Bourguiba avait gouverné avec des mains de fer et des gants de velours. C’est la politique du philosophe éclairé dont l’objectif premier est d’instaurer un équilibre des pouvoirs. Un homme d’État ne peut selon lui être un égoïste, aveuglé par le pouvoir. Il est de son devoir d’être juste, raisonnable et sincère. Pour lui donc, la politique doit être empreinte d’une éthique et doit se fonder sur la modération, l’altruisme et le respect des libertés individuelles. Dans ce cadre, le peuple n’est pas un monde abject et ignoble, mais participant au pouvoir. Dans cette conception dont Aristote, Montesquieu, John Stuart Mill, Rousseau et Hegel ont notamment été les inspirateurs, la politique est au service de la « Promotion de l’Homme », tel que cela apparaît chez J.J.Rousseau, et comme l’annoncera Bourguiba dans ses discours ultérieurs en 1965. Finalement, la République, mot formé de res « la chose, l’affaire » et publica « publique, qui concerne le peuple, la collectivité, ce qui est commun à tous », donne à ce régime politique toute la force que représente la souveraineté du peuple comme une charpente de la pratique du pouvoir et la définition de l’homme d’État. Bourguiba le savait bien en 1957 et son vœu était celui de concrétiser un régime politique démocratique évolué, fondé sur le multipartisme dans le respect des opinions et l’unité du peuple considérée « comme une famille » selon les propres mots du tribun.
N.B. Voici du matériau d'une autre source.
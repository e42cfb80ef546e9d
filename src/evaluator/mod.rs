//! Core arithmetic logic.
//!
//! This module contains the actual operations. The FFI layer in `ffi/`
//! calls these functions.

pub mod ops;

pub use ops::{add, divide};
//! Error type shared by the evaluator and the C ABI layer.

use thiserror::Error;

/// Status code returned by C ABI functions on success.
pub const AE_OK: i32 = 0;
/// Status code returned when a required pointer argument is null.
pub const AE_ERR_NULL_POINTER: i32 = 1;
/// Status code returned when a divisor is zero.
pub const AE_ERR_DIVISION_BY_ZERO: i32 = 2;

/// Errors produced by arithmetic operations.
#[derive(Debug, Clone, Copy, PartialEq, Eq, Error)]
pub enum ArithError {
    #[error("division by zero")]
    DivisionByZero,
}

impl ArithError {
    /// The C status code for this error.
    pub fn code(&self) -> i32 {
        match self {
            ArithError::DivisionByZero => AE_ERR_DIVISION_BY_ZERO,
        }
    }
}

pub type Result<T> = std::result::Result<T, ArithError>;
//! Arith Eval - Integer Arithmetic Library
//!
//! Integer addition and true (floating-point) division, usable from Rust
//! directly or through a C ABI.
//!
//! ```
//! use arith_eval::{add, divide, ArithError};
//!
//! assert_eq!(add(-1, 5), 4);
//! assert_eq!(divide(7, 2), Ok(3.5));
//! assert_eq!(divide(5, 0), Err(ArithError::DivisionByZero));
//! ```

pub mod error;
pub mod evaluator;
pub mod ffi;


pub use error::{ArithError, Result};
pub use evaluator::{add, divide};
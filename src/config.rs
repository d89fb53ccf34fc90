use crate::channel::ChannelSetting;
use crate::driver::TriggerDirection;
use crate::session::{AcquisitionConfig, ChannelConfig};
use confique::Config;
use serde::Deserialize;
use std::path::PathBuf;

/// Settings for one acquisition run, read from a TOML file.
#[derive(Config, Debug, Clone)]
pub struct RunConfig {
    #[config(nested)]
    pub device: DeviceSettings,
    #[config(nested)]
    pub acquisition: AcquisitionSettings,
    #[config(nested)]
    pub channels: ChannelSettings,
    #[config(nested)]
    pub logging: LogSettings,
}

#[derive(Config, Debug, Clone)]
pub struct DeviceSettings {
    /// Serial number of the unit to open, e.g. "IW098/0028". The first unit found is used
    /// when left out.
    #[config(env = "PICO_DAQ_SERIAL")]
    pub serial: Option<String>,
}

#[derive(Config, Debug, Clone)]
pub struct AcquisitionSettings {
    /// Device timebase code (sampling clock divider).
    pub timebase: u32,
    /// Number of waveforms captured in one rapid block run.
    pub waveforms: u32,
    /// Samples kept before the trigger point, shared by all channels.
    pub pre_trigger: u16,
    /// Aux input trigger level in mV; 0 disables the aux trigger.
    #[config(default = 0)]
    pub aux_trigger_mv: i16,
    #[config(default = "rising")]
    pub trigger_direction: TriggerDirection,
    /// Fire a trigger after this many ms without one; 0 waits forever.
    #[config(default = 0)]
    pub auto_trigger_ms: i32,
}

/// Channels without a table are disabled.
#[derive(Config, Debug, Clone)]
pub struct ChannelSettings {
    pub a: Option<ChannelEntry>,
    pub b: Option<ChannelEntry>,
    pub c: Option<ChannelEntry>,
    pub d: Option<ChannelEntry>,
}

#[derive(Deserialize, Debug, Clone, Copy, PartialEq, Eq)]
pub struct ChannelEntry {
    /// "10mV" .. "50V", or "disabled".
    pub range: ChannelSetting,
    #[serde(default)]
    pub trigger_mv: i16,
    #[serde(default)]
    pub post_trigger: u16,
}

#[derive(Config, Debug, Clone)]
pub struct LogSettings {
    /// One of "off", "error", "warn", "info", "debug", "trace".
    #[config(env = "PICO_DAQ_LOG", default = "info")]
    pub level: String,
    /// Also append log lines to this file.
    pub file: Option<PathBuf>,
}

impl RunConfig {
    pub fn acquisition(&self) -> AcquisitionConfig {
        let entries = [
            self.channels.a,
            self.channels.b,
            self.channels.c,
            self.channels.d,
        ];
        AcquisitionConfig {
            channels: entries.map(|entry| {
                entry.map_or_else(ChannelConfig::default, |entry| ChannelConfig {
                    setting: entry.range,
                    trigger_mv: entry.trigger_mv,
                    post_trigger: entry.post_trigger,
                })
            }),
            aux_trigger_mv: self.acquisition.aux_trigger_mv,
            timebase: self.acquisition.timebase,
            waveforms: self.acquisition.waveforms,
            pre_trigger: self.acquisition.pre_trigger,
            serial: self.device.serial.clone(),
            direction: self.acquisition.trigger_direction,
            auto_trigger_ms: self.acquisition.auto_trigger_ms,
        }
    }
}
On voit ainsi à travers le discours se profiler une formation discursive indissociable d’une philosophie dont les influences trouvent leur source dans des courants de la pensée politique, occidentale et orientale, et qui donneront à la politique tunisienne une forte résonnance dans le monde. On le voit lorsqu’il évoque la question de la monarchie constitutionnelle dans des pays développés comme la Grande Bretagne. Pour lui « la monarchie constitutionnelle exige que deux conditions soient remplies. D’abord qu’il y ait un roi digne d’être le symbole de l’État ; ensuite que la personne du roi appelle le respect du Peuple. Ce respect ne peut être fondé que sur la conduite et les qualités morales du monarque. La monarchie constitutionnelle est assurément une formule heureuse en Grande Bretagne. Il faut que le respect soit dû également au symbole et à la personne. Ce n’est pas le cas ici. D’autre part, il faut que l’on soit assuré d’un minimum de loyauté et de sincérité à l’égard de la souveraineté populaire. En Angleterre, un long passé témoigne de l’empressement du souverain à respecter la volonté populaire dont les « communes » sont l’émanation ».
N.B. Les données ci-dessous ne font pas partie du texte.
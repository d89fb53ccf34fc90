use anyhow::{bail, Context, Result};
use clap::{Parser, Subcommand};
use confique::Config;
use log::info;
use pico_daq::{get_serials, read_file, run_daq, sim::SimDriver, Channel, Driver, RunConfig};
use simplelog::{
    ColorChoice, CombinedLogger, ConfigBuilder, LevelFilter, SharedLogger, TermLogger,
    TerminalMode, WriteLogger,
};
use std::{fs::OpenOptions, path::Path, path::PathBuf, str::FromStr};
use time::macros::format_description;

#[derive(Parser, Debug)]
#[command(version, about = "Rapid block acquisition for PicoScope 6000 series units")]
struct Cli {
    /// Use a simulated unit instead of libps6000
    #[arg(long, global = true)]
    simulate: bool,
    /// More log output (-v debug, -vv trace)
    #[arg(short, long, action = clap::ArgAction::Count, global = true)]
    verbose: u8,
    #[command(subcommand)]
    command: Command,
}

#[derive(Subcommand, Debug)]
enum Command {
    /// Capture one run and write it to a data file
    Run {
        /// Run configuration (TOML)
        #[arg(short, long)]
        config: PathBuf,
        /// Data file to write
        #[arg(short, long)]
        output: PathBuf,
    },
    /// List serial numbers of connected units
    Serials,
    /// Print the header of a data file, optionally one waveform in mV
    Inspect {
        file: PathBuf,
        /// Per-channel pulse minimum and peak index statistics
        #[arg(long)]
        summary: bool,
        /// Moving average half width applied before the summary
        #[arg(long, default_value_t = 0, requires = "summary")]
        smooth: usize,
        #[arg(long, requires = "waveform")]
        channel: Option<char>,
        #[arg(long, requires = "channel")]
        waveform: Option<usize>,
    },
    /// Print a commented configuration template
    Template,
}

fn main() -> Result<()> {
    let cli = Cli::parse();

    match cli.command {
        Command::Run { config, output } => {
            let conf = RunConfig::builder()
                .env()
                .file(&config)
                .load()
                .with_context(|| format!("loading {}", config.display()))?;
            let level = LevelFilter::from_str(&conf.logging.level)
                .with_context(|| format!("bad log level {:?}", conf.logging.level))?;
            init_logging(verbosity(level, cli.verbose), conf.logging.file.as_deref())?;

            let acquisition = conf.acquisition();
            info!("configuration: {acquisition:?}");
            if cli.simulate {
                record(&SimDriver::new(), &output, &acquisition)
            } else {
                record(&hardware()?, &output, &acquisition)
            }
        }
        Command::Serials => {
            init_logging(verbosity(LevelFilter::Warn, cli.verbose), None)?;
            if cli.simulate {
                list_serials(&SimDriver::new())
            } else {
                list_serials(&hardware()?)
            }
        }
        Command::Inspect {
            file,
            summary,
            smooth,
            channel,
            waveform,
        } => {
            init_logging(verbosity(LevelFilter::Warn, cli.verbose), None)?;
            inspect(&file, summary.then_some(smooth), channel.zip(waveform))
        }
        Command::Template => {
            print!(
                "{}",
                confique::toml::template::<RunConfig>(confique::toml::FormatOptions::default())
            );
            Ok(())
        }
    }
}

fn record<D: Driver>(driver: &D, output: &Path, config: &pico_daq::AcquisitionConfig) -> Result<()> {
    run_daq(driver, output, config).context("acquisition failed")?;
    let written = std::fs::metadata(output)
        .with_context(|| format!("reading size of {}", output.display()))?
        .len();
    println!("Wrote {} ({written} bytes)", output.display());
    Ok(())
}

fn list_serials<D: Driver>(driver: &D) -> Result<()> {
    let list = get_serials(driver).context("listing units")?;
    println!("Units found:\t{}", list.count);
    for serial in list.serials() {
        println!("{serial}");
    }
    Ok(())
}

fn inspect(path: &Path, smooth: Option<usize>, dump: Option<(char, usize)>) -> Result<()> {
    let data = read_file(path).with_context(|| format!("reading {}", path.display()))?;
    let header = &data.header;
    println!("Model:\t\t{}", header.model);
    println!("Serial:\t\t{}", header.serial);
    println!("Timebase:\t{}", header.timebase);
    println!("Waveforms:\t{}", header.waveforms);
    println!("Pre-trigger:\t{}", header.pre_trigger);
    if header.active_triggers.contains(pico_daq::TriggerMask::AUX) {
        println!("Aux trigger:\t{} ADC", header.aux_threshold);
    }
    for ch in Channel::ALL {
        let Some(range) = header.ranges[ch.index()] else {
            println!("Channel {ch}:\toff");
            continue;
        };
        let trigger = if header.active_triggers.contains(ch.trigger()) {
            format!("trigger {} ADC", header.thresholds[ch.index()])
        } else {
            "no trigger".to_owned()
        };
        println!(
            "Channel {ch}:\t{range}\t{} samples/waveform\t{trigger}",
            header.total_samples[ch.index()]
        );
    }

    if let Some(smooth) = smooth {
        for ch in header.active_channels.channels() {
            let Some(s) = data.summary(ch, smooth) else {
                continue;
            };
            println!(
                "Channel {ch}:\tmean minimum {:.3} mV at index {:.1}\tdeepest {:.3} mV (waveform {}, index {})",
                s.mean_minimum_mv,
                s.mean_peak_index,
                s.deepest.millivolts,
                s.deepest_waveform,
                s.deepest.index
            );
        }
    }

    if let Some((letter, waveform)) = dump {
        let channel = match letter.to_ascii_uppercase() {
            'A' => Channel::A,
            'B' => Channel::B,
            'C' => Channel::C,
            'D' => Channel::D,
            other => bail!("no channel {other}"),
        };
        let samples = data
            .millivolts(channel, waveform)
            .with_context(|| format!("channel {channel} has no waveform {waveform}"))?;
        for mv in samples {
            println!("{mv:.3}");
        }
    }
    Ok(())
}

fn verbosity(base: LevelFilter, verbose: u8) -> LevelFilter {
    match verbose {
        0 => base,
        1 => base.max(LevelFilter::Debug),
        _ => LevelFilter::Trace,
    }
}

fn init_logging(level: LevelFilter, file: Option<&Path>) -> Result<()> {
    let config = ConfigBuilder::new()
        .set_time_format_custom(format_description!(
            "[hour]:[minute]:[second].[subsecond digits:3]"
        ))
        .build();
    let mut loggers: Vec<Box<dyn SharedLogger>> = vec![TermLogger::new(
        level,
        config.clone(),
        TerminalMode::Stderr,
        ColorChoice::Auto,
    )];
    if let Some(path) = file {
        let file = OpenOptions::new()
            .create(true)
            .append(true)
            .open(path)
            .with_context(|| format!("opening log file {}", path.display()))?;
        loggers.push(WriteLogger::new(level, config, file));
    }
    CombinedLogger::init(loggers)?;
    Ok(())
}

#[cfg(feature = "ps6000")]
fn hardware() -> Result<pico_daq::Ps6000Driver> {
    Ok(pico_daq::Ps6000Driver)
}

#[cfg(not(feature = "ps6000"))]
fn hardware() -> Result<SimDriver> {
    bail!("built without the `ps6000` feature; rebuild with it or pass --simulate")
}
 Bourguiba fait donc référence au rôle de la chambre des communes dans la monarchie anglaise, et qui est la principale du parlement britannique où les Lords n’ont que le droit de suspendre la loi, votée sans droit de regard sur le budget.  Son objectif est ainsi de maintenir le travail du cabinet, et le gouvernement y est désigné dans le parti majoritaire. Il met le doigt sur l’importance du partage des pouvoirs et la participation du peuple à ses diverses initiatives, dans le respect des lois.
Liberté politique et partage du pouvoir
« Il faut se mettre dans l’esprit ce que c’est que l’indépendance, et ce que c’est que la liberté. La liberté est le droit de faire tout ce que les lois permettent : et, si un citoyen pouvait faire ce qu’elles défendent, il n’aurait plus de liberté, parce que les autres auraient tout de même ce pouvoir » Montesquieu. De l’Esprit des Lois.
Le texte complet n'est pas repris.